> [Requirement]: Some entries follow. Reproduce exactly the lines starting at the one with "let events: Vec<Event> = input" and stopping after the one with "let Some(layout) = outcome.layout()".

Segment Open

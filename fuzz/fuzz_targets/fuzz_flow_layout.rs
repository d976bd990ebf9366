#![no_main]

use arbitrary::Arbitrary;
use libfuzzer_sys::fuzz_target;
use sessionflow_layout::{Event, LayoutConfig, compute_flow_layout};

const KINDS: &[&str] = &[
    "session_start",
    "session_end",
    "page_view",
    "vote",
    "comment",
    "search",
    "survey_open",
    "survey_submit",
];

#[derive(Debug, Arbitrary)]
struct RawEvent {
    kind: u8,
    session: u8,
    timestamp: i16,
}

#[derive(Debug, Arbitrary)]
struct Input {
    canvas_height: u16,
    padding: u8,
    gap: u8,
    min_node: u8,
    min_link: u8,
    min_levels: u8,
    max_levels: u8,
    events: Vec<RawEvent>,
}

fuzz_target!(|input: Input| {
    if input.events.len() > 2048 {
        return;
    }

    let events: Vec<Event> = input
        .events
        .iter()
        .map(|raw| {
            Event::new(
                KINDS[raw.kind as usize % KINDS.len()],
                format!("s{}", raw.session % 16),
                i64::from(raw.timestamp),
            )
        })
        .collect();

    let config = LayoutConfig::default()
        .canvas_height(f64::from(input.canvas_height))
        .top_bottom_padding(f64::from(input.padding))
        .inter_node_gap(f64::from(input.gap % 32))
        .min_node_height(f64::from(input.min_node % 16))
        .min_link_width(f64::from(input.min_link % 8))
        .level_bounds(usize::from(input.min_levels % 10), usize::from(input.max_levels % 12));

    // Any config, valid or not, must lay out without panicking.
    let outcome = compute_flow_layout(&events, &config);
    assert_eq!(outcome, compute_flow_layout(&events, &config), "layout not deterministic");

    let Some(layout) = outcome.layout() else {
        return;
    };
    assert!(layout.level_count >= 1);
    for node in &layout.nodes {
        assert!(node.level < layout.level_count, "level out of range");
        assert!(node.height.is_finite() && node.height >= 0.0);
        assert!(node.y.is_finite());
    }
    for link in &layout.links {
        assert!(link.width() >= 0.0);
        assert!(layout.node(&link.source).is_some());
        assert!(layout.node(&link.target).is_some());
    }

    if config.validate().is_empty() {
        let violations = layout.check_invariants(&config);
        assert!(violations.is_empty(), "violations: {violations:?}");
    }
});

Segment Closed

> [Written response]:
    let events: Vec<Event> = input
        .events
        .iter()
        .map(|raw| {
            Event::new(
                KINDS[raw.kind as usize % KINDS.len()],
                format!("s{}", raw.session % 16),
                i64::from(raw.timestamp),
            )
        })
        .collect();

    let config = LayoutConfig::default()
        .canvas_height(f64::from(input.canvas_height))
        .top_bottom_padding(f64::from(input.padding))
        .inter_node_gap(f64::from(input.gap % 32))
        .min_node_height(f64::from(input.min_node % 16))
        .min_link_width(f64::from(input.min_link % 8))
        .level_bounds(usize::from(input.min_levels % 10), usize::from(input.max_levels % 12));

    // Any config, valid or not, must lay out without panicking.
    let outcome = compute_flow_layout(&events, &config);
    assert_eq!(outcome, compute_flow_layout(&events, &config), "layout not deterministic");

    let Some(layout) = outcome.layout() else {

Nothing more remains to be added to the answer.